- What the task asks -
Work out the number of lines below containing the word "HashMap" and give nothing besides it.

- Given information -
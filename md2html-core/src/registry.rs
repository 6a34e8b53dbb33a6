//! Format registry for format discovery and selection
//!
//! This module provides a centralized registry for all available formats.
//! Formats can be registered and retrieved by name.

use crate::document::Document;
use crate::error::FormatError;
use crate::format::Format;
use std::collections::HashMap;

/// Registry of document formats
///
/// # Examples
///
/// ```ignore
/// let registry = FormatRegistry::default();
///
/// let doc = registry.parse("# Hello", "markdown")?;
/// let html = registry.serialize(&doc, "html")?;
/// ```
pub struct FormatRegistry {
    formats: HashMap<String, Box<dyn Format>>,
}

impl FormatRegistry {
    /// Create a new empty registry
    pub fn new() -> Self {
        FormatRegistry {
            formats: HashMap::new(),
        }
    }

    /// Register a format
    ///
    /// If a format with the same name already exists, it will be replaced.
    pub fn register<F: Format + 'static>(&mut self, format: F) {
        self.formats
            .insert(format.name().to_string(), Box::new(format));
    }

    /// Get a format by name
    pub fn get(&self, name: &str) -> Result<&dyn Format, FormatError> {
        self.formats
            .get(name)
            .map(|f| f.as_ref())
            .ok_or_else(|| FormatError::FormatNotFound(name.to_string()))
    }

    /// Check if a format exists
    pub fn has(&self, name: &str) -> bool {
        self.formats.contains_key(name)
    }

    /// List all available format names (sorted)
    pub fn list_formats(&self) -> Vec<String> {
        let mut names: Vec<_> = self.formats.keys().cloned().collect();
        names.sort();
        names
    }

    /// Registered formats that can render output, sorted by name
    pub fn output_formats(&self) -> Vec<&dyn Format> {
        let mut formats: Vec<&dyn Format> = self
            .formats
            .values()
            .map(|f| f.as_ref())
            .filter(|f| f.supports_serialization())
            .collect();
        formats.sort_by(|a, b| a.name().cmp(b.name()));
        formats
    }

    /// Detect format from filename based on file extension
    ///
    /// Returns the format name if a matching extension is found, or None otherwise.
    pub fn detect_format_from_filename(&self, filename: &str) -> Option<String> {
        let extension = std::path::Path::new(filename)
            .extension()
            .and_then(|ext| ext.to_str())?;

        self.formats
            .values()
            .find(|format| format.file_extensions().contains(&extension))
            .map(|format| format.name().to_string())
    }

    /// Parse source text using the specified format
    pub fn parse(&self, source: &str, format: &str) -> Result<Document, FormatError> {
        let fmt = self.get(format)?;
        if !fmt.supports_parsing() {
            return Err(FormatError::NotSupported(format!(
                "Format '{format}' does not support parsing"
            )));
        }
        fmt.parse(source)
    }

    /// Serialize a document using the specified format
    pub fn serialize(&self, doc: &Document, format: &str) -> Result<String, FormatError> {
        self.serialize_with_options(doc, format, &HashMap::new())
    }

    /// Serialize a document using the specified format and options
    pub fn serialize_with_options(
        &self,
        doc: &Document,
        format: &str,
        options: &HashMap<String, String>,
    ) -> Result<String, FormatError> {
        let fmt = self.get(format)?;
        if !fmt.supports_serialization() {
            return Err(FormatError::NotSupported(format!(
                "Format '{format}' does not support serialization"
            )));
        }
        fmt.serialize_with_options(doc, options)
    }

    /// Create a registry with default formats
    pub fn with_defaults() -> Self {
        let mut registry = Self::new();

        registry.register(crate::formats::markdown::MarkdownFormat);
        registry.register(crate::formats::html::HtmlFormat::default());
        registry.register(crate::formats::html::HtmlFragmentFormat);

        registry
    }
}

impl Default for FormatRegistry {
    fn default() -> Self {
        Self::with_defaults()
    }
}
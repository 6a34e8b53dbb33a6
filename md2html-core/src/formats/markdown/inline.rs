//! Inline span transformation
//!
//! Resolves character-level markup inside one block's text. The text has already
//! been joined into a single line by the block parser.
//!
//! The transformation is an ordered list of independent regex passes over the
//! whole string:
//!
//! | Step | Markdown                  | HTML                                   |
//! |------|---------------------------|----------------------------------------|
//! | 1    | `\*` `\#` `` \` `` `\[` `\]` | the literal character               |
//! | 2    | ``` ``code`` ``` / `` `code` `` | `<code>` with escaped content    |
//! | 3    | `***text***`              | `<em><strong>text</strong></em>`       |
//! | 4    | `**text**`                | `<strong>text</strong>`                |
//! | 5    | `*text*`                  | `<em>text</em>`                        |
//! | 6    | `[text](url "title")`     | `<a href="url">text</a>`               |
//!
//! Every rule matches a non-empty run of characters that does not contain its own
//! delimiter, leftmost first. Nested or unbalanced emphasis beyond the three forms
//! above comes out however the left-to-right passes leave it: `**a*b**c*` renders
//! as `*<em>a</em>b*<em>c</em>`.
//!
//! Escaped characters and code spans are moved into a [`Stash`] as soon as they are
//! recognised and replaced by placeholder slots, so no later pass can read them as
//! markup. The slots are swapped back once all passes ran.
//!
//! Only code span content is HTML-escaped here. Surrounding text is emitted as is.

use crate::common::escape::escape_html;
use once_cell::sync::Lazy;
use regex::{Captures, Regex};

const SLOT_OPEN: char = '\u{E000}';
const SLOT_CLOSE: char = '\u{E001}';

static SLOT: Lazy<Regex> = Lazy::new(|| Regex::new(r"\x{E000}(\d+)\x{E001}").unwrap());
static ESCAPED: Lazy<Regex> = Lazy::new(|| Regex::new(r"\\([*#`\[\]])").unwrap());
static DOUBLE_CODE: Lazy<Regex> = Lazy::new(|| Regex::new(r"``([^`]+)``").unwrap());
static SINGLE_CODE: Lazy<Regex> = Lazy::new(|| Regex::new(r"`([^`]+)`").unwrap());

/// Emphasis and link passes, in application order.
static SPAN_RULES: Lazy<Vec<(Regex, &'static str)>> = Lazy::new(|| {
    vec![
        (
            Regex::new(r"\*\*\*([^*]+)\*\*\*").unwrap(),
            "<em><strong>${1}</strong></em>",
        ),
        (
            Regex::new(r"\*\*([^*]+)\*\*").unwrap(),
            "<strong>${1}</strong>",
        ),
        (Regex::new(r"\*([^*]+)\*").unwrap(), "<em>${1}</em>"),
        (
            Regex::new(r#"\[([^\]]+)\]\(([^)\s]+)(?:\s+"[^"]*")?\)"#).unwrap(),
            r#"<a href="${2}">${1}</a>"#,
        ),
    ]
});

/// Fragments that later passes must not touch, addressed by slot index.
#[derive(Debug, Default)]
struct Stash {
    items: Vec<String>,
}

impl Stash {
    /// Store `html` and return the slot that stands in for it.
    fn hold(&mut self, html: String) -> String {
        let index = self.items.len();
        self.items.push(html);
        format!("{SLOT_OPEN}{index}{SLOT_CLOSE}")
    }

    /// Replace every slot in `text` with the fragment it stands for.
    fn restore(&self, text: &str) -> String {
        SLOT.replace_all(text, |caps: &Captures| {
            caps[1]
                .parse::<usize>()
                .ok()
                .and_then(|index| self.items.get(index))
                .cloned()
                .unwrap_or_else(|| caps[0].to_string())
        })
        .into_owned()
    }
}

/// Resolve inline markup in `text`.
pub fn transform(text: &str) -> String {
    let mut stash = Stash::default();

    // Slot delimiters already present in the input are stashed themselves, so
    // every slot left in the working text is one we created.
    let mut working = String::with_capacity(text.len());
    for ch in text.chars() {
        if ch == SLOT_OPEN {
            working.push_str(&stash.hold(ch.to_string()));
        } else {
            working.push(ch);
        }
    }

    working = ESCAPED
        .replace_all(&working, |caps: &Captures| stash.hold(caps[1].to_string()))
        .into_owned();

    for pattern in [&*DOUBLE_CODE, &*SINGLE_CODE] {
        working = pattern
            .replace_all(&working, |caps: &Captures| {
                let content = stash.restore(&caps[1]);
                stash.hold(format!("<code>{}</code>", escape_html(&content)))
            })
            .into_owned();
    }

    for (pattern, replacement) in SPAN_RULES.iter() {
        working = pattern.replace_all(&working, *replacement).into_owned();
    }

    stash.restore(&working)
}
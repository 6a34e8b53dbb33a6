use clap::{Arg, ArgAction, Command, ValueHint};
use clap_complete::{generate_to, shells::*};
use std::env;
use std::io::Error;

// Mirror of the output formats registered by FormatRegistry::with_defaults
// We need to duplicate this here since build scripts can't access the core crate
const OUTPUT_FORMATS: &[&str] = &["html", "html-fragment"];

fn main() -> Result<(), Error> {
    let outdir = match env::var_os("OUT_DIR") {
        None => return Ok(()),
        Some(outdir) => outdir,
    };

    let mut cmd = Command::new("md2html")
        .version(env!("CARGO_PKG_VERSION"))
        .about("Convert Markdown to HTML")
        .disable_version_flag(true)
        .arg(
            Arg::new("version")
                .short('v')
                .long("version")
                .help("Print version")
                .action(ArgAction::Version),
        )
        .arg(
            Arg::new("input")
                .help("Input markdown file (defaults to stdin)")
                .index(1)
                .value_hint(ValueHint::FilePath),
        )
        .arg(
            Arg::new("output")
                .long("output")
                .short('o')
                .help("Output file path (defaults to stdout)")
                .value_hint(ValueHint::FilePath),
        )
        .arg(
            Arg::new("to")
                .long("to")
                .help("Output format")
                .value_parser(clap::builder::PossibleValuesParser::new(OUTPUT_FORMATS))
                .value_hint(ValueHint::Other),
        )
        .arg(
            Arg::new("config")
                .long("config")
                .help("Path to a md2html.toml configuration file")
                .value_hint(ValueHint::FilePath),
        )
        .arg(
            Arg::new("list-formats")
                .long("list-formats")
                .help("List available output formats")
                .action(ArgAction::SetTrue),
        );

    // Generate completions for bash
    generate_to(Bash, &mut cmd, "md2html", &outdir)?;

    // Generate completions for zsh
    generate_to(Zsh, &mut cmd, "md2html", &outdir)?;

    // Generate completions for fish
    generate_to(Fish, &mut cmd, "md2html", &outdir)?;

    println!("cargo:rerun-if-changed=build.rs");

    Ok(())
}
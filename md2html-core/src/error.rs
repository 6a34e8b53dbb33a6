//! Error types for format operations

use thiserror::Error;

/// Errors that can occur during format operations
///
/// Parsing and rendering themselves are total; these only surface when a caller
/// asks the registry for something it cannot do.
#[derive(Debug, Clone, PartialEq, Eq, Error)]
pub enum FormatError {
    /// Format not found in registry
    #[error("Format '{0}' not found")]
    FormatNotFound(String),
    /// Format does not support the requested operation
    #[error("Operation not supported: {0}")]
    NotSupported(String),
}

- Your response -
5